Apoptosis and viral hepatitis

In chronic viral hepatitis, necrosis is the central histologic feature. However, cells also die by apoptosis. The cytotoxic T lymphocyte (CTL) plays a central role in both mechanisms of cell death. Necrotic cell death occurs in response to an injurious stimulus, whereas apoptosis also plays a role in physiologic cell death. In contrast to necrosis, when cells die by apoptosis they form apoptotis bodies without the release of toxic intracellular contents.

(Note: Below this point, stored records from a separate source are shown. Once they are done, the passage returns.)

use std::env;
use std::fs;
use std::path::Path;
use std::sync::{Mutex, OnceLock};

use chrono::NaiveDate;
use salesight_cli::commands::{doctor, matrix, pair, pairs, states, summary, trend};
use salesight_cli::QueryArgs;
use salesight_core::Bucket;
use serde_json::Value;
use tempfile::TempDir;

#[test]
fn summary_reports_delivered_sales_only() {
    with_env(&[], || {
        let data = fixture_dir();
        let result = summary::run(&query(data.path()), None, None);
        assert_eq!(result.exit_code, 0, "expected successful summary: {}", result.output);

        let payload = parse_payload(&result.output);
        assert_eq!(payload["command"], "summary");
        assert_eq!(payload["status"], "ok");
        assert_eq!(payload["message"], "3 orders, revenue 60.75 across 2 states");
        assert_eq!(payload["data"]["distinct_orders"], 3);
        assert_eq!(payload["data"]["sale_records"], 8);
        assert_eq!(payload["data"]["orders_by_state"]["SP"], 2);
        assert_eq!(payload["data"]["orders_by_state"]["RJ"], 1);
        assert_eq!(payload["data"]["top_pairs"][0]["pair"]["first"], "computers");
        assert_eq!(payload["data"]["top_pairs"][0]["pair"]["second"], "toys");
        assert_eq!(payload["data"]["top_pairs"][0]["count"], 2);
        assert_eq!(payload["data"]["raw_top_pairs"][0]["count"], 3);
    });
}

#[test]
fn summary_applies_date_and_state_filters() {
    with_env(&[], || {
        let data = fixture_dir();
        let mut args = query(data.path());
        args.from = NaiveDate::from_ymd_opt(2017, 1, 1);
        args.to = NaiveDate::from_ymd_opt(2017, 1, 31);
        args.state = Some("SP".to_string());

        let result = summary::run(&args, Some(Bucket::Day), None);
        assert_eq!(result.exit_code, 0, "expected successful summary: {}", result.output);

        let payload = parse_payload(&result.output);
        assert_eq!(payload["data"]["distinct_orders"], 1);
        assert_eq!(payload["data"]["revenue_trend"][0]["bucket"], "2017-01-05");
    });
}

#[test]
fn summary_with_unknown_pair_is_an_invalid_query() {
    with_env(&[], || {
        let data = fixture_dir();
        let pair = Some(("books".to_string(), "spaceships".to_string()));

        let result = summary::run(&query(data.path()), None, pair);
        assert_eq!(result.exit_code, 4);

        let payload = parse_payload(&result.output);
        assert_eq!(payload["status"], "error");
        assert_eq!(payload["error_class"], "unknown_category");
    });
}

#[test]
fn states_lists_busiest_state_first() {
    with_env(&[], || {
        let data = fixture_dir();
        let result = states::run(&query(data.path()));
        assert_eq!(result.exit_code, 0, "expected successful states run: {}", result.output);

        let payload = parse_payload(&result.output);
        assert_eq!(payload["data"][0]["state"], "SP");
        assert_eq!(payload["data"][0]["orders"], 2);
        assert_eq!(payload["data"][1]["state"], "RJ");
    });
}

#[test]
fn trend_buckets_by_month_by_default() {
    with_env(&[], || {
        let data = fixture_dir();
        let result = trend::run(&query(data.path()), None, false);
        assert_eq!(result.exit_code, 0, "expected successful trend run: {}", result.output);

        let payload = parse_payload(&result.output);
        assert_eq!(payload["data"]["bucket"], "month");
        let points = payload["data"]["points"].as_array().expect("points array");
        assert_eq!(points.len(), 2);
        assert_eq!(points[0]["bucket"], "2017-01");
        assert_eq!(points[1]["bucket"], "2017-02");
    });
}

#[test]
fn trend_by_state_emits_one_series_per_state() {
    with_env(&[], || {
        let data = fixture_dir();
        let result = trend::run(&query(data.path()), Some(Bucket::Month), true);
        assert_eq!(result.exit_code, 0, "expected successful trend run: {}", result.output);

        let payload = parse_payload(&result.output);
        let series = payload["data"]["series"].as_object().expect("series map");
        assert_eq!(series.len(), 2);
        assert!(series.contains_key("RJ"));
        assert!(series.contains_key("SP"));
    });
}

#[test]
fn pairs_switches_between_dedup_and_raw_counts() {
    with_env(&[], || {
        let data = fixture_dir();

        let dedup = parse_payload(&pairs::run(&query(data.path()), false).output);
        let raw = parse_payload(&pairs::run(&query(data.path()), true).output);

        assert_eq!(dedup["data"]["variant"], "dedup");
        assert_eq!(dedup["data"]["pairs"][0]["count"], 2);
        assert_eq!(dedup["data"]["pairs"].as_array().map(Vec::len), Some(3));
        assert_eq!(raw["data"]["variant"], "raw");
        assert_eq!(raw["data"]["pairs"][0]["count"], 3);
        assert_eq!(dedup["message"], "top pair computers + toys in 2 orders");
        assert_eq!(raw["message"], "top pair computers + toys in 3 item pairs");
    });
}

#[test]
fn pairs_rejects_out_of_range_top() {
    with_env(&[], || {
        let data = fixture_dir();
        let mut args = query(data.path());
        args.top = Some(0);

        let result = pairs::run(&args, false);
        assert_eq!(result.exit_code, 4);

        let payload = parse_payload(&result.output);
        assert_eq!(payload["error_class"], "invalid_top_n");
    });
}

#[test]
fn pair_distinguishes_zero_from_unknown() {
    with_env(&[], || {
        let data = fixture_dir();

        let known = pair::run(&query(data.path()), "toys", "computers");
        let never_together = pair::run(&query(data.path()), "furniture", "books");
        let unknown = pair::run(&query(data.path()), "books", "spaceships");

        assert_eq!(known.exit_code, 0);
        assert_eq!(parse_payload(&known.output)["data"]["count"], 2);
        assert_eq!(never_together.exit_code, 0);
        assert_eq!(parse_payload(&never_together.output)["data"]["count"], 0);
        assert_eq!(unknown.exit_code, 4);
        assert_eq!(parse_payload(&unknown.output)["error_class"], "unknown_category");
    });
}

#[test]
fn matrix_spans_labels_of_top_pairs() {
    with_env(&[], || {
        let data = fixture_dir();
        let result = matrix::run(&query(data.path()), false, None);
        assert_eq!(result.exit_code, 0, "expected successful matrix run: {}", result.output);

        let payload = parse_payload(&result.output);
        let matrix = &payload["data"]["matrix"];
        assert_eq!(matrix["labels"], serde_json::json!(["books", "computers", "toys"]));
        assert_eq!(matrix["cells"][1][2], 2);
        assert_eq!(matrix["cells"][2][1], 2);
        assert_eq!(matrix["cells"][0][0], 0);
    });
}

#[test]
fn reversed_date_range_is_an_invalid_query() {
    with_env(&[], || {
        let data = fixture_dir();
        let mut args = query(data.path());
        args.from = NaiveDate::from_ymd_opt(2017, 2, 1);
        args.to = NaiveDate::from_ymd_opt(2017, 1, 1);

        let result = states::run(&args);
        assert_eq!(result.exit_code, 4);

        let payload = parse_payload(&result.output);
        assert_eq!(payload["error_class"], "invalid_range");
    });
}

#[test]
fn missing_data_directory_is_a_data_failure() {
    with_env(&[], || {
        let data = TempDir::new().expect("temp dir");
        let result = states::run(&query(&data.path().join("absent")));
        assert_eq!(result.exit_code, 3);

        let payload = parse_payload(&result.output);
        assert_eq!(payload["command"], "states");
        assert_eq!(payload["error_class"], "data_load");
    });
}

#[test]
fn invalid_env_override_is_a_config_failure() {
    with_env(&[("SALESIGHT_ANALYSIS_TOP_N", "many")], || {
        let data = fixture_dir();
        let result = pairs::run(&query(data.path()), false);
        assert_eq!(result.exit_code, 2);

        let payload = parse_payload(&result.output);
        assert_eq!(payload["error_class"], "config_validation");
    });
}

#[test]
fn doctor_warns_about_rejected_rows() {
    let data = fixture_dir();
    let dir = data.path().display().to_string();
    with_env(&[("SALESIGHT_DATA_DIR", dir.as_str())], || {
        let result = doctor::run(true);
        assert_eq!(result.exit_code, 0, "warnings do not fail doctor: {}", result.output);

        let payload = parse_payload(&result.output);
        assert_eq!(payload["overall_status"], "warn");
        assert_eq!(payload["checks"][0]["name"], "config_validation");
        assert_eq!(payload["checks"][1]["status"], "pass");
        assert_eq!(payload["checks"][2]["name"], "row_quality");
        assert_eq!(payload["checks"][2]["status"], "warn");
    });
}

#[test]
fn doctor_fails_when_source_files_are_missing() {
    let data = TempDir::new().expect("temp dir");
    let dir = data.path().display().to_string();
    with_env(&[("SALESIGHT_DATA_DIR", dir.as_str())], || {
        let result = doctor::run(false);
        assert_eq!(result.exit_code, 3);
        assert!(result.output.starts_with("doctor: one or more readiness checks failed"));
        assert!(result.output.contains("- [fail] data_files: missing:"));
        assert!(result.output.contains("- [skip] row_quality"));
    });
}

fn query(data_dir: &Path) -> QueryArgs {
    QueryArgs { data_dir: Some(data_dir.to_path_buf()), ..QueryArgs::default() }
}

fn fixture_dir() -> TempDir {
    let dir = TempDir::new().expect("temp dir");
    let files = [
        (
            "orders_dataset.csv",
            "order_id,customer_id,order_status,order_purchase_timestamp\n\
             o1,c1,delivered,2017-01-05 09:00:00\n\
             o2,c2,delivered,2017-01-15 12:30:00\n\
             o3,c3,delivered,2017-02-01 08:00:00\n\
             o4,c1,canceled,2017-01-10 10:00:00\n\
             o5,c2,delivered,garbage\n",
        ),
        (
            "order_items_dataset.csv",
            "order_id,order_item_id,product_id,price\n\
             o1,1,pa,10.00\n\
             o1,2,pa,10.00\n\
             o1,3,pb,5.50\n\
             o2,1,pa,20.00\n\
             o2,2,pc,7.25\n\
             o3,1,pb,3.00\n\
             o3,2,pc,4.00\n\
             o3,3,px,1.00\n\
             o4,1,pa,99.00\n\
             o4,2,pb,99.00\n",
        ),
        (
            "customers_dataset.csv",
            "customer_id,customer_unique_id,customer_state\n\
             c1,u1,SP\n\
             c2,u2,RJ\n\
             c3,u3,SP\n",
        ),
        (
            "products_dataset.csv",
            "product_id,product_category_name\n\
             pa,informatica\n\
             pb,brinquedos\n\
             pc,livros\n\
             px,\n",
        ),
        (
            "product_category_name_translation.csv",
            "product_category_name,product_category_name_english\n\
             informatica,computers\n\
             brinquedos,toys\n\
             livros,books\n\
             moveis,furniture\n",
        ),
    ];
    for (name, contents) in files {
        fs::write(dir.path().join(name), contents).expect("fixture should be written");
    }
    dir
}

fn parse_payload(output: &str) -> Value {
    serde_json::from_str(output).expect("command output should be valid json")
}

fn with_env(vars: &[(&str, &str)], test_fn: impl FnOnce()) {
    static ENV_LOCK: OnceLock<Mutex<()>> = OnceLock::new();
    let _guard =
        ENV_LOCK.get_or_init(|| Mutex::new(())).lock().expect("env mutex should not be poisoned");

    let keys = [
        "SALESIGHT_DATA_DIR",
        "SALESIGHT_DATA_DELIMITER",
        "SALESIGHT_ANALYSIS_TOP_N",
        "SALESIGHT_ANALYSIS_HEATMAP_PAIRS",
        "SALESIGHT_ANALYSIS_BUCKET",
        "SALESIGHT_ANALYSIS_STATUS",
        "SALESIGHT_LOGGING_LEVEL",
        "SALESIGHT_LOGGING_FORMAT",
        "SALESIGHT_LOG_LEVEL",
        "SALESIGHT_LOG_FORMAT",
    ];

    let previous_values: Vec<(&str, Option<String>)> =
        keys.iter().map(|key| (*key, env::var(key).ok())).collect();

    for key in &keys {
        env::remove_var(key);
    }
    for (key, value) in vars {
        env::set_var(key, value);
    }

    test_fn();

    for (key, value) in previous_values {
        if let Some(value) = value {
            env::set_var(key, value);
        } else {
            env::remove_var(key);
        }
    }
}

In viral hepatitis, apoptosis is increased and correlates with the degree of histologic inflammation, Interaction between the CTL and the hepatocyte signals apoptosis, and this interaction occurs through the release of intracellular proapoptotic agents and via ligand/receptor interaction. Viral gene products may also act to induce or inhibit apoptosis. Irrespective of the pathway, the apoptotic cascade is activated and proceeds through enzymes known as caspases. In the liver, apoptosis is not restricted to the hepatocyte, and non-parenchymal apoptosis may be important in fibrogenesis. We review the essential features of apoptosis and how they relate to parenchymal and non-parenchymal cell injury in viral hepatitis. Potential future pro-and anti-apoptotic agents may be targets for therapy.